Marianne Meyer-Krahmer

from Wikipedia, the free encyclopedia

Marianne Meyer-Krahmer (* December 17, 1919 in Königsberg as Marianne Goerdeler ; † December 7, 2011 in Heidelberg ) was a German historian , teacher and writer .

Life

Marianne Goerdeler was born as the daughter of Carl Goerdeler , then mayor of Königsberg, and his wife Anneliese geb. Ulrich. After her father was elected Lord Mayor of Leipzig in 1930 , she went to the Max Klinger School there in the fall of 1930 and graduated from high school at Easter 1938. From Easter 1939 she studied history , German and English at the University of Leipzig (with Otto Vossler , Hermann Heimpel , Hermann August Korff , Theodor Frings , Levin Ludwig Schücking and Hans-Georg Gadamer ). She spent the first and second trimester in 1941 at the University of Freiburg (with Gerhard Ritter , Philipp Witkop , Herbert Koziol , Martin Heidegger and Erik Wolf ). In the winter semester of 1942/1943 she finished her studies in Leipzig. In 1943 she received her doctorate from Vossler and Maschke in Leipzig with a thesis on the imperial idea in the federal plans of 1813/15 .

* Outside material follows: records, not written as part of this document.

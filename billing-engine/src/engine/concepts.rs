use std::collections::BTreeMap;

use crate::domain::{Concept, ConceptLine, Service, Tariff};
use crate::engine::calendar::{market_hour_slot, month_window};
use crate::error::BillingError;
use crate::store::{BillingStore, Metric};

/// Voltage levels billed without demand-class discrimination.
const WILDCARD_VOLTAGE_LEVELS: [i32; 2] = [2, 3];

pub(crate) async fn require_service<S: BillingStore>(
    store: &S,
    service_id: i64,
) -> Result<Service, BillingError> {
    store
        .find_service(service_id)
        .await?
        .ok_or(BillingError::CustomerNotFound(service_id))
}

/// Resolve the single tariff row applicable to a service. Levels 2 and
/// 3 ignore the declared demand class; every other level requires an
/// exact match on it.
pub(crate) async fn resolve_tariff<S: BillingStore>(
    store: &S,
    service: &Service,
) -> Result<Tariff, BillingError> {
    let demand_class = if WILDCARD_VOLTAGE_LEVELS.contains(&service.voltage_level) {
        None
    } else {
        Some(service.demand_class)
    };

    store
        .find_tariff(service.market_id, service.voltage_level, demand_class)
        .await?
        .ok_or(BillingError::TariffNotFound {
            market_id: service.market_id,
            voltage_level: service.voltage_level,
            demand_class,
        })
}

/// EA: monthly consumption billed at the tariff's CU rate.
pub(crate) async fn active_energy<S: BillingStore>(
    store: &S,
    service_id: i64,
    year: i32,
    month: u8,
) -> Result<ConceptLine, BillingError> {
    let (start, end) = month_window(year, month)?;
    let service = require_service(store, service_id).await?;

    let quantity = store
        .sum_metric(service_id, Metric::Consumption, start, end)
        .await?;
    let tariff = resolve_tariff(store, &service).await?;

    let rate = tariff.unit_commercialization_rate;
    Ok(ConceptLine {
        concept: Concept::Ea,
        quantity,
        rate,
        total: quantity * rate,
    })
}

/// EC: monthly injection billed at the tariff's C rate.
pub(crate) async fn excess_commercialization<S: BillingStore>(
    store: &S,
    service_id: i64,
    year: i32,
    month: u8,
) -> Result<ConceptLine, BillingError> {
    let (start, end) = month_window(year, month)?;
    let service = require_service(store, service_id).await?;

    let quantity = store
        .sum_metric(service_id, Metric::Injection, start, end)
        .await?;
    let tariff = resolve_tariff(store, &service).await?;

    let rate = tariff.excess_commercialization_rate;
    Ok(ConceptLine {
        concept: Concept::Ec,
        quantity,
        rate,
        total: quantity * rate,
    })
}

/// EE1: the injection directly offset by the customer's own
/// consumption, credited at the negative of the CU rate.
pub(crate) async fn first_tier_excess<S: BillingStore>(
    store: &S,
    service_id: i64,
    year: i32,
    month: u8,
) -> Result<ConceptLine, BillingError> {
    let (start, end) = month_window(year, month)?;
    let service = require_service(store, service_id).await?;

    let consumption = store
        .sum_metric(service_id, Metric::Consumption, start, end)
        .await?;
    let injection = store
        .sum_metric(service_id, Metric::Injection, start, end)
        .await?;
    let tariff = resolve_tariff(store, &service).await?;

    let quantity = injection.min(consumption);
    let rate = -tariff.unit_commercialization_rate;
    Ok(ConceptLine {
        concept: Concept::Ee1,
        quantity,
        rate,
        total: quantity * rate,
    })
}

/// EE2: injection beyond total monthly consumption, priced hour by
/// hour at the system market rate instead of the customer's tariff.
///
/// The reported quantity is the full monthly surplus. When sparse
/// hourly data leaves part of it unallocated the reported rate
/// (total / quantity) reflects only the priced portion; that
/// divergence is deliberate and kept as-is.
pub(crate) async fn second_tier_excess<S: BillingStore>(
    store: &S,
    service_id: i64,
    year: i32,
    month: u8,
) -> Result<ConceptLine, BillingError> {
    let (start, end) = month_window(year, month)?;

    let consumption = store
        .sum_metric(service_id, Metric::Consumption, start, end)
        .await?;
    let injection = store
        .sum_metric(service_id, Metric::Injection, start, end)
        .await?;

    if injection <= consumption {
        return Ok(ConceptLine {
            concept: Concept::Ee2,
            quantity: 0.0,
            rate: 0.0,
            total: 0.0,
        });
    }

    let excess_target = injection - consumption;

    let injection_by_hour = store
        .bucket_metric_by_hour(service_id, Metric::Injection, start, end)
        .await?;
    let allocation = allocate_hourly_excess(&injection_by_hour, consumption);

    let mut total = 0.0;
    for (hour, excess) in allocation {
        let (slot_start, slot_end) = market_hour_slot(year, month, hour)?;
        // Missing market data degrades to a zero rate for the hour.
        let rate = store
            .market_hourly_price(slot_start, slot_end)
            .await?
            .unwrap_or(0.0);
        total += excess * rate;
    }

    let rate = if excess_target > 0.0 {
        total / excess_target
    } else {
        0.0
    };

    Ok(ConceptLine {
        concept: Concept::Ee2,
        quantity: excess_target,
        rate,
        total,
    })
}

/// Walk injection hour buckets in ascending hour-of-day order,
/// attributing surplus to hours once accumulated injection crosses a
/// running consumption threshold. The threshold advances by exactly
/// each recorded excess, so no surplus quantity is counted twice and
/// no hour is ever assigned more than its own injection.
pub(crate) fn allocate_hourly_excess(
    injection_by_hour: &BTreeMap<u8, f64>,
    total_consumption: f64,
) -> Vec<(u8, f64)> {
    let mut allocated = Vec::new();
    let mut accumulated_injection = 0.0;
    let mut consumption_threshold = total_consumption;

    for (&hour, &hour_injection) in injection_by_hour {
        accumulated_injection += hour_injection;

        if accumulated_injection > consumption_threshold {
            let excess = hour_injection.min(accumulated_injection - consumption_threshold);
            if excess > 0.0 {
                allocated.push((hour, excess));
                consumption_threshold += excess;
            }
        }
    }

    allocated
}
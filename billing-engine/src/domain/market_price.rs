use time::OffsetDateTime;

/// System-wide hourly market rate, one row per hour. Consulted only by
/// the second-tier excess calculation.
#[derive(Debug, Clone, sqlx::FromRow)]
pub struct MarketHourlyPrice {
    pub ts: OffsetDateTime,
    pub price: f64,
}
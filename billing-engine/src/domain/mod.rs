pub mod invoice;
pub mod market_price;
pub mod reading;
pub mod service;
pub mod statistics;
pub mod tariff;

pub use invoice::{Concept, ConceptLine, Invoice};
pub use market_price::MarketHourlyPrice;
pub use reading::Reading;
pub use service::Service;
pub use statistics::{ClientStatistics, HourlyLoad, MonthlyEnergy, MonthlyStatistics, SystemLoad};
pub use tariff::Tariff;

After the assassination attempt on July 20, 1944 , she and other family members were taken into kin custody and interned in the Stutthof , Buchenwald and Dachau concentration camps. After the war she worked as a teacher and headmistress in Baden-Württemberg. She is the mother of the economist Frieder Meyer-Krahmer .

Publications

  • Marianne Goerdeler: The imperial idea in the federal plans 1813/15 and its intellectual background. Aderhold, Weida in Thuringia 1943 (dissertation, University of Leipzig, 1943).
  • Marianne Meyer-Krahmer: Carl Goerdeler and his way into the resistance. A trip to my father's world. Herder-Taschenbuch-Verlag, Freiburg im Breisgau 1989, ISBN 3-451-08553-4 .

Individual evidence

  1. CV. In: Marianne Goerdeler: The imperial idea in the federal plans 1813/15 and their intellectual background. Aderhold, Weida in Thuringia 1943 (dissertation, University of Leipzig, 1943).